Teddy Atlas’ Keys To The Door: The Importance Of An Educated Jab
Dynamic Striking is known for providing a platform for esteemed trainers, coaches, and athletes to film technical instructionals. Once such instructional is Teddy Atlas’ Keys to the Door: 14 Signature Jabs. After reading this title, you might think to yourself, “there are 14 kinds of jabs” or maybe even “why would anyone need to know 14 jabs?” The answer to this question lies within the concept of an educated jab. In this article, we will break down what an educated jab is and how some of the greatest fighters in history have demonstrated their educated jab.
What Is An Educated Jab?
Anyone even marginally familiar with boxing will have heard the saying that the jab is the most important punch in boxing. Why is this? First, the jab is the weapon nearest to your target which means that you can strike your opponent most quickly with this weapon. Second, the jab requires less energy to throw than many other punches which allows you to throw it more frequently in a fight without gassing out. The jab also allows you to throw with relatively fewer exposures than a hook or cross, punches that rely on a more extensive rotation of the hips. Each of these benefits constitute the jab’s seat on the throne of all boxing punches; however, by themselves, they are meaningless.

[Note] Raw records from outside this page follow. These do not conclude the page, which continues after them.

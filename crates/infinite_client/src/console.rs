//! Plain-text console front end.
//!
//! Reads commands from stdin and prints the board whenever the session
//! snapshot changes.

use anyhow::Result;
use infinite_client::{ConnectionState, SessionClient, SessionSnapshot, ViewPhase};
use tokio::io::{AsyncBufReadExt, BufReader};
use tracing::{debug, info, instrument};

const HELP: &str = "\
Commands:
  1-9 | move N   play a cell (1 is top left)
  rematch        ask for another round once it is over
  play           find a new opponent from the menu
  quit           leave the round, or exit from the menu
  help           show this text";

/// A parsed console line.
#[derive(Debug, Clone, Copy, PartialEq, Eq)]
pub enum ConsoleCommand {
    /// Play a 0-based cell.
    Move(usize),
    /// Ask for another round.
    Rematch,
    /// Start networked play.
    Play,
    /// Leave the round or exit.
    Quit,
    /// Show help.
    Help,
}

/// Parses one console line. Cells are typed 1-based.
pub fn parse_command(line: &str) -> Result<ConsoleCommand, String> {
    let mut words = line.split_whitespace();
    let first = words.next().map(str::to_lowercase);

    match first.as_deref() {
        None => Err("Type 'help' for commands.".to_string()),
        Some("move") => match words.next() {
            Some(cell) => parse_cell(cell),
            None => Err("Usage: move N (1-9)".to_string()),
        },
        Some("rematch") => Ok(ConsoleCommand::Rematch),
        Some("play") => Ok(ConsoleCommand::Play),
        Some("quit" | "exit") => Ok(ConsoleCommand::Quit),
        Some("help" | "?") => Ok(ConsoleCommand::Help),
        Some(other) => parse_cell(other),
    }
}

fn parse_cell(word: &str) -> Result<ConsoleCommand, String> {
    match word.parse::<usize>() {
        Ok(cell @ 1..=9) => Ok(ConsoleCommand::Move(cell - 1)),
        _ => Err(format!("Unknown command '{}'. Type 'help' for commands.", word)),
    }
}

/// Renders a snapshot for the console.
pub fn render(snapshot: &SessionSnapshot) -> String {
    let mut out = String::new();

    match snapshot.phase() {
        ViewPhase::Menu => {
            if let Some(notice) = snapshot.notice() {
                out.push_str(&format!("Connection lost: {}\n", notice));
            }
            if let Some(error) = snapshot.error() {
                out.push_str(&format!("{}\n", error));
            }
            out.push_str("Menu. Type 'play' to find an opponent or 'quit' to exit.");
        }
        ViewPhase::WaitingForOpponent => {
            if *snapshot.connection() == ConnectionState::Connecting {
                out.push_str("Connecting to server...");
            } else {
                out.push_str("Waiting for an opponent...");
            }
            if let Some(notice) = snapshot.notice() {
                out.push_str(&format!("\n{}", notice));
            }
        }
        ViewPhase::Playing => {
            out.push_str(&snapshot.board().display(*snapshot.fading()));
            out.push('\n');
            if let Some(me) = snapshot.assignment() {
                out.push_str(&format!("You are {}. ", me.symbol()));
            }
            match (snapshot.winner(), snapshot.is_local_turn()) {
                (Some(winner), _) if *snapshot.assignment() == Some(*winner) => {
                    out.push_str("You win! Type 'rematch' or 'quit'.");
                }
                (Some(_), _) => out.push_str("You lose. Type 'rematch' or 'quit'."),
                (None, true) => out.push_str("Your move."),
                (None, false) => out.push_str("Opponent's move."),
            }

            let countdowns = snapshot.countdowns();
            if countdowns.own > 0 {
                out.push_str(&format!(
                    "\nMake your move! Disconnecting in {} second{}...",
                    countdowns.own,
                    if countdowns.own == 1 { "" } else { "s" }
                ));
            }
            if countdowns.opponent > 0 {
                out.push_str(&format!(
                    "\nWaiting for opponent... they will disconnect in {} second{}.",
                    countdowns.opponent,
                    if countdowns.opponent == 1 { "" } else { "s" }
                ));
            }
            if *snapshot.disconnect_notice() {
                out.push_str("\nConnection lost. Returning to menu...");
            }
        }
    }

    out
}

/// Runs the console until the user exits or stdin closes.
#[instrument(skip(client))]
pub async fn run(client: SessionClient) -> Result<()> {
    let mut snapshots = client.subscribe();
    let mut lines = BufReader::new(tokio::io::stdin()).lines();

    println!("{}", HELP);
    client.start()?;

    loop {
        tokio::select! {
            changed = snapshots.changed() => {
                if changed.is_err() {
                    debug!("Session runtime gone");
                    break;
                }
                let snapshot = snapshots.borrow_and_update().clone();
                println!("\n{}", render(&snapshot));
            }
            line = lines.next_line() => {
                let Some(line) = line? else {
                    info!("stdin closed");
                    break;
                };
                match parse_command(&line) {
                    Ok(ConsoleCommand::Move(cell)) => client.attempt_move(cell)?,
                    Ok(ConsoleCommand::Rematch) => client.request_rematch()?,
                    Ok(ConsoleCommand::Play) => client.start()?,
                    Ok(ConsoleCommand::Quit) => {
                        if *client.snapshot().phase() == ViewPhase::Menu {
                            break;
                        }
                        client.quit()?;
                    }
                    Ok(ConsoleCommand::Help) => println!("{}", HELP),
                    Err(message) => println!("{}", message),
                }
            }
        }
    }

    client.shutdown()?;
    Ok(())
}

#[cfg(test)]
mod tests {
    use super::*;

    #[test]
    fn parses_cells_one_based() {
        assert_eq!(parse_command("1"), Ok(ConsoleCommand::Move(0)));
        assert_eq!(parse_command(" move 9 "), Ok(ConsoleCommand::Move(8)));
        assert!(parse_command("0").is_err());
        assert!(parse_command("10").is_err());
        assert!(parse_command("move").is_err());
    }

    #[test]
    fn parses_words() {
        assert_eq!(parse_command("Rematch"), Ok(ConsoleCommand::Rematch));
        assert_eq!(parse_command("quit"), Ok(ConsoleCommand::Quit));
        assert_eq!(parse_command("help"), Ok(ConsoleCommand::Help));
        assert_eq!(parse_command("play"), Ok(ConsoleCommand::Play));
        assert!(parse_command("").is_err());
        assert!(parse_command("dance").is_err());
    }

    #[test]
    fn menu_shows_errors() {
        let rendered = render(&SessionSnapshot::default());
        assert!(rendered.contains("Menu"));
    }
}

When done well, jabbing is done with a purpose. Great jabbers can use their jab for many purposes. This is what it means to have an educated jab. An educated jab is one that can serve multiple functions depending on the matchup. This also answers the question as to why you might need 14 jabs, such as the ones taught by Teddy Atlas in the Keys to the Door instructional. Let’s look at some different ways great fighters have used the jab.

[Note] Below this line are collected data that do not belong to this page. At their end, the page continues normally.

//! Read-only view of a session for presentation layers.

use crate::controller::ConnectionState;
use crate::liveness::Countdowns;
use derive_getters::Getters;
use infinite_tictactoe::{Board, Player};
use serde::Serialize;
use strum::Display;

/// Coarse screen a front end should show.
#[derive(Debug, Clone, Copy, Default, PartialEq, Eq, Hash, Display, Serialize)]
pub enum ViewPhase {
    /// No session; offer to play.
    #[default]
    Menu,
    /// Connecting or waiting for a second player.
    WaitingForOpponent,
    /// A round exists (running or concluded).
    Playing,
}

/// Everything a presentation layer needs to draw one frame.
#[derive(Debug, Clone, Default, PartialEq, Eq, Serialize, Getters)]
pub struct SessionSnapshot {
    pub(crate) phase: ViewPhase,
    pub(crate) connection: ConnectionState,
    pub(crate) board: Board,
    /// Mark removed by the turn holder's next move. Only set once their
    /// window is full.
    pub(crate) fading: Option<usize>,
    pub(crate) turn: Option<Player>,
    pub(crate) winner: Option<Player>,
    pub(crate) assignment: Option<Player>,
    pub(crate) countdowns: Countdowns,
    pub(crate) disconnect_notice: bool,
    pub(crate) notice: Option<String>,
    pub(crate) error: Option<String>,
}

impl SessionSnapshot {
    /// Whether the local player may move now.
    pub fn is_local_turn(&self) -> bool {
        self.winner.is_none() && self.turn.is_some() && self.turn == self.assignment
    }

    /// Whether a rematch can be requested.
    pub fn can_rematch(&self) -> bool {
        self.phase == ViewPhase::Playing && self.winner.is_some() && !self.disconnect_notice
    }
}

Drawing Out And Shaping Defensive Patterns
One function of the jab can be to safely draw out defensive patterns of your opponent. Larry Holmes was a master of the jab. In his fight with Ken Norton, Larry came out flicking the jab, often in an upward trajectory from his waist. When a fighter wants to throw the jab with power, he needs to step in and get his weight behind his punch. On the contrary, flicking the jab requires no such step. The trade-off here is that while you can’t deliver a powerful blow you can fire off jabs quickly, with higher volume, and with less exposure. Flicking a jab out noncommittally, in high volume, over time will force the opponent to show his defensive tendencies. All fighters have them and each tendency can be exploited.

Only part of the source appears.